On Valentine’s Day this year, I knew that traditional Valentine’s parties were going to leave out every student who was learning from home. As PTO president, I had some power to try to make things better. So, in addition to providing usual support for valentine’s parties, I spent several hours creating virtual valentine’s exchanges, online games and other activities that could be played with the students both in class and those connecting digitally from home.
Patrick’s sweet teacher went out of her way to buy craft supplies so that the class could make each other valentines. And she instructed the class to remember the kids at home and make them for them, too.
But that left home learners entirely on the outside. they were remembered, but not included. And, I’ll admit, after all my effort, I was hurt to still be literally on the outside looking in.

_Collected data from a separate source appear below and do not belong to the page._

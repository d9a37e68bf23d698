//! UI rendering helpers for the terminal user interface.
//!
//! This module contains functions to render the TUI using `ratatui`.

use ratatui::{
    Frame,
    layout::{Alignment, Constraint, Direction, Layout},
    style::{Modifier, Style, Stylize},
    widgets::{Block, Borders, Gauge, List, ListItem, ListState, Padding, Paragraph, Wrap},
};
use std::{collections::BTreeMap, sync::LazyLock};

use crate::app::App;
use crate::audio::TransportState;
use crate::config::{ControlsSettings, UiSettings};

static CONTROLS_MAP: LazyLock<BTreeMap<&'static str, &'static str>> = LazyLock::new(|| {
    let mut map = BTreeMap::new();
    map.insert("j/k", "up/down");
    map.insert("gg/G", "top/bottom");
    map.insert("enter", "play selected song");
    map.insert("space/p", "play/pause");
    map.insert("h/l", "prev/next song");
    // H/L is filled dynamically from config.
    map.insert("+/-", "volume");
    map.insert("z", "jump to playing");
    map.insert("q", "quit");
    map
});

/// Render the controls help text, incorporating seek seconds.
fn controls_text(seek_seconds: u64) -> String {
    // Keep the rendered order stable and human-friendly.
    let order = ["j/k", "h/l", "H/L", "enter", "space/p", "gg/G", "+/-", "z", "q"];
    order
        .iter()
        .filter_map(|k| {
            if *k == "H/L" {
                Some(format!("[H/L] seek -/+{}s", seek_seconds))
            } else {
                CONTROLS_MAP.get(*k).map(|v| format!("[{}] {}", k, v))
            }
        })
        .collect::<Vec<String>>()
        .join(" | ")
}

/// Format seconds as `m:ss`, flooring partial seconds.
pub fn format_time(secs: f64) -> String {
    let total = if secs.is_finite() && secs > 0.0 {
        secs.floor() as u64
    } else {
        0
    };
    format!("{}:{:02}", total / 60, total % 60)
}

/// Fraction of the track already played, in `[0, 1]`.
fn progress_ratio(position: f64, duration: f64) -> f64 {
    if duration > 0.0 && position.is_finite() {
        (position / duration).clamp(0.0, 1.0)
    } else {
        0.0
    }
}

/// Title line for the now-playing box.
fn now_playing_text(app: &App) -> String {
    let info = &app.info;
    if info.output_error.is_some() {
        return "audio output unavailable".to_string();
    }
    match info.state {
        TransportState::Empty if !info.fetched => "fetching playlist...".to_string(),
        TransportState::Empty => "no tracks available".to_string(),
        TransportState::Loading if !info.load_failed => {
            format!("{} (Loading...)", app.label(info.index))
        }
        _ => app.label(info.index),
    }
}

fn time_text(app: &App) -> String {
    let info = &app.info;
    if !info.loaded {
        return "-:-- / -:--".to_string();
    }
    format!(
        "{} / {}",
        format_time(info.position),
        format_time(info.duration)
    )
}

/// Render the entire UI into the provided `frame` using `app` state and settings.
pub fn draw(
    frame: &mut Frame,
    app: &App,
    ui_settings: &UiSettings,
    controls_settings: &ControlsSettings,
) {
    let chunks = Layout::default()
        .direction(Direction::Vertical)
        .constraints([
            Constraint::Length(3),
            Constraint::Length(4),
            Constraint::Length(1),
            Constraint::Min(1),
            Constraint::Length(4),
        ])
        .split(frame.area());

    // Header
    let header = Paragraph::new(ui_settings.header_text.as_str())
        .alignment(Alignment::Center)
        .block(
            Block::default()
                .borders(Borders::ALL)
                .title(" encore ")
                .title_alignment(Alignment::Center),
        );
    frame.render_widget(header, chunks[0]);

    // Now playing
    let status = {
        let info = &app.info;
        let mut parts: Vec<String> = vec![app.state_label().to_string()];
        if app.has_tracks() {
            parts.push(time_text(app));
            parts.push(format!("Track {}/{}", info.index + 1, info.playlist.len()));
        }
        parts.push(format!("Vol: {:+.0} dB", info.volume_db));
        if app.follow_playback {
            parts.push("CURSOR: Follow".to_string());
        } else {
            parts.push("CURSOR: Free-roam".to_string());
        }
        format!("{}\n{}", now_playing_text(app), parts.join(" • "))
    };

    let mut status_par = Paragraph::new(status)
        .block(
            Block::bordered()
                .padding(Padding {
                    left: 1,
                    right: 0,
                    top: 0,
                    bottom: 0,
                })
                .title(" now playing "),
        )
        .wrap(Wrap { trim: true });
    if !app.has_tracks() {
        status_par = status_par.dim();
    }
    frame.render_widget(status_par, chunks[1]);

    let gauge = Gauge::default()
        .gauge_style(Style::default().add_modifier(Modifier::BOLD))
        .ratio(progress_ratio(app.info.position, app.info.duration))
        .label(time_text(app));
    frame.render_widget(gauge, chunks[2]);

    // Main list
    {
        let active = app.active_index();
        let total = app.playlist().len();
        let list_height = chunks[3].height.saturating_sub(2) as usize;

        // Center the selected item when possible by creating a visible window.
        let sel_pos = app.selected.min(total.saturating_sub(1));
        let (start, end, selected_pos_in_visible) = if total <= list_height || list_height == 0 {
            (0, total, sel_pos)
        } else {
            let half = list_height / 2;
            let mut start = sel_pos.saturating_sub(half);
            if start + list_height > total {
                start = total - list_height;
            }
            (start, start + list_height, sel_pos - start)
        };

        let visible_items: Vec<ListItem> = (start..end)
            .map(|i| {
                let marker = if Some(i) == active {
                    if app.info.playing { "▶ " } else { "‖ " }
                } else {
                    "  "
                };
                let item = ListItem::new(format!("{}{}", marker, app.label(i)));
                if Some(i) == active {
                    item.bold()
                } else {
                    item
                }
            })
            .collect();

        let title = if total == 0 {
            " tracks ".to_string()
        } else {
            format!(" tracks ({}) ", total)
        };
        let list = List::new(visible_items)
            .block(Block::default().borders(Borders::ALL).title(title))
            .highlight_style(Style::default().add_modifier(Modifier::REVERSED))
            .highlight_symbol("> ");
        let mut state = ListState::default();
        if total > 0 {
            state.select(Some(selected_pos_in_visible));
        }
        frame.render_stateful_widget(list, chunks[3], &mut state);
    }

    let footer_text = controls_text(controls_settings.seek_seconds);
    let footer = Paragraph::new(footer_text)
        .block(
            Block::default()
                .borders(Borders::ALL)
                .title(" controls ")
                .padding(Padding {
                    left: 1,
                    right: 0,
                    top: 0,
                    bottom: 0,
                }),
        )
        .wrap(Wrap { trim: true });

    frame.render_widget(footer, chunks[4]);
}

#[cfg(test)]
mod tests {
    use super::*;
    use crate::audio::PlaybackInfo;
    use crate::playlist::{Playlist, Track};

    #[test]
    fn format_time_floors_and_pads() {
        assert_eq!(format_time(0.0), "0:00");
        assert_eq!(format_time(9.99), "0:09");
        assert_eq!(format_time(61.0), "1:01");
        assert_eq!(format_time(3600.0), "60:00");
        assert_eq!(format_time(-2.0), "0:00");
        assert_eq!(format_time(f64::NAN), "0:00");
    }

    #[test]
    fn progress_is_clamped() {
        assert_eq!(progress_ratio(5.0, 10.0), 0.5);
        assert_eq!(progress_ratio(12.0, 10.0), 1.0);
        assert_eq!(progress_ratio(3.0, 0.0), 0.0);
    }

    #[test]
    fn controls_text_mentions_seek_step() {
        let text = controls_text(7);
        assert!(text.contains("[H/L] seek -/+7s"));
        assert!(text.starts_with("[j/k] up/down"));
    }

    #[test]
    fn now_playing_covers_empty_states() {
        let mut app = App::new();
        assert_eq!(now_playing_text(&app), "fetching playlist...");

        app.apply_snapshot(PlaybackInfo {
            fetched: true,
            ..PlaybackInfo::default()
        });
        assert_eq!(now_playing_text(&app), "no tracks available");

        app.apply_snapshot(PlaybackInfo {
            fetched: true,
            playlist: Playlist::from(vec![Track {
                url: "https://a.test/a.mp3".into(),
                title: None,
            }]),
            state: TransportState::Loading,
            ..PlaybackInfo::default()
        });
        assert_eq!(now_playing_text(&app), "Track 1 (Loading...)");
        assert_eq!(time_text(&app), "-:-- / -:--");
    }
}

Some attempts at inclusion are a BIG miss.
But that doesn’t change the fact that he has a teacher who very truly cares about him. Who stays late sometimes just to visit with him after the other students have gone. Carrying that hurt would only hurt me. The slight wasn’t intentional.
Where am I going with all this? I’m not sure I exactly know.
I do hope, though, that if I make our experience seen that it will help as we all try to do better at seeing each other. We have too much anonymity in our society. It’s easy to get caught up in “us” and “them” when you speak generally.
But the more you get to know people as individuals, the more natural it is to try to love and take care of each other. What is that quote? “people are hard to hate close up. Move in.”
In other words, we do start with that sunday school answer. We notice the people sitting on the sidelines and we invite them. But it goes a bit deeper than just inviting. We get to know them.
And then we consider each other’s needs. And we make ourselves open to different ways of doing things. We try. If we fail, we forgive and we try again.